The data -
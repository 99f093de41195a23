//! Shared test utilities for dwg-bitstream integration tests.
//!
//! Every test crate imports these via `mod common;`.

#![allow(dead_code)]

use dwg_bitstream::{DwgStreamWriterBase, IDwgStreamWriter};

// ===========================================================================
// Buffer construction
// ===========================================================================

/// Build a buffer with `offset` zero bits in front of whatever `write` emits.
///
/// Returns the finished (zero-padded) buffer.
pub fn encode_at<F>(offset: usize, write: F) -> Vec<u8>
where
    F: FnOnce(&mut DwgStreamWriterBase),
{
    let mut w = DwgStreamWriterBase::new();
    for _ in 0..offset {
        w.write_bit(false).unwrap();
    }
    write(&mut w);
    w.into_data()
}

/// Same as [`encode_at`], also returning how many bits `write` produced.
pub fn encode_at_counted<F>(offset: usize, write: F) -> (Vec<u8>, usize)
where
    F: FnOnce(&mut DwgStreamWriterBase),
{
    let mut w = DwgStreamWriterBase::new();
    for _ in 0..offset {
        w.write_bit(false).unwrap();
    }
    write(&mut w);
    let bits = w.position_in_bits() - offset;
    (w.into_data(), bits)
}

/// Pack a string of `0`/`1` characters (spaces ignored) MSB-first.
///
/// ```ignore
/// assert_eq!(bits("01 00101010"), vec![0x4A, 0x80]);
/// ```
pub fn bits(pattern: &str) -> Vec<u8> {
    let mut w = DwgStreamWriterBase::new();
    for c in pattern.chars().filter(|c| !c.is_whitespace()) {
        w.write_bit(c == '1').unwrap();
    }
    w.into_data()
}

// ===========================================================================
// Truncation checks
// ===========================================================================

/// Run `read` against every strict prefix of `data` that cannot hold
/// `needed_bits` past `offset`, asserting it fails without moving the cursor.
pub fn assert_truncations_fail<T, F>(data: &[u8], offset: usize, needed_bits: usize, read: F)
where
    T: std::fmt::Debug,
    F: Fn(&[u8], &mut usize) -> dwg_bitstream::Result<T>,
{
    let needed_bytes = (offset + needed_bits).div_ceil(8);
    for len in 0..needed_bytes.min(data.len()) {
        let mut cursor = offset;
        let result = read(&data[..len], &mut cursor);
        assert!(
            result.is_err(),
            "read over {len} of {needed_bytes} bytes should fail, got {result:?}"
        );
        assert_eq!(cursor, offset, "cursor moved on failed read over {len} bytes");
    }
}
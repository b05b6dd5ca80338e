//! Database module: account rows, schema and the pool-backed store.
//!
//! Layout:
//! - `models.rs`: row struct plus insert/patch inputs
//! - `schema.rs`: SQL DDL for initializing the database (SQLite)
//! - `sqlite.rs`: `AccountStore`, the only component that touches the pool

pub mod models;
pub mod schema;
pub mod sqlite;

pub use models::{Account, AccountPatch, NewAccount};
pub use schema::SQLITE_INIT;
pub use sqlite::{AccountStore, SqlitePool};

Exercise brief - Starting from the first line of the records above, retype each line exactly up to and including the one that contains "that cannot hold", and nothing more.

Solved exercise -
repository 99f093de41195a23
//! Shared test utilities for dwg-bitstream integration tests.
//!
//! Every test crate imports these via `mod common;`.

#![allow(dead_code)]

use dwg_bitstream::{DwgStreamWriterBase, IDwgStreamWriter};

// ===========================================================================
// Buffer construction
// ===========================================================================

/// Build a buffer with `offset` zero bits in front of whatever `write` emits.
///
/// Returns the finished (zero-padded) buffer.
pub fn encode_at<F>(offset: usize, write: F) -> Vec<u8>
where
    F: FnOnce(&mut DwgStreamWriterBase),
{
    let mut w = DwgStreamWriterBase::new();
    for _ in 0..offset {
        w.write_bit(false).unwrap();
    }
    write(&mut w);
    w.into_data()
}

/// Same as [`encode_at`], also returning how many bits `write` produced.
pub fn encode_at_counted<F>(offset: usize, write: F) -> (Vec<u8>, usize)
where
    F: FnOnce(&mut DwgStreamWriterBase),
{
    let mut w = DwgStreamWriterBase::new();
    for _ in 0..offset {
        w.write_bit(false).unwrap();
    }
    write(&mut w);
    let bits = w.position_in_bits() - offset;
    (w.into_data(), bits)
}

/// Pack a string of `0`/`1` characters (spaces ignored) MSB-first.
///
/// ```ignore
/// assert_eq!(bits("01 00101010"), vec![0x4A, 0x80]);
/// ```
pub fn bits(pattern: &str) -> Vec<u8> {
    let mut w = DwgStreamWriterBase::new();
    for c in pattern.chars().filter(|c| !c.is_whitespace()) {
        w.write_bit(c == '1').unwrap();
    }
    w.into_data()
}

// ===========================================================================
// Truncation checks
// ===========================================================================

/// Run `read` against every strict prefix of `data` that cannot hold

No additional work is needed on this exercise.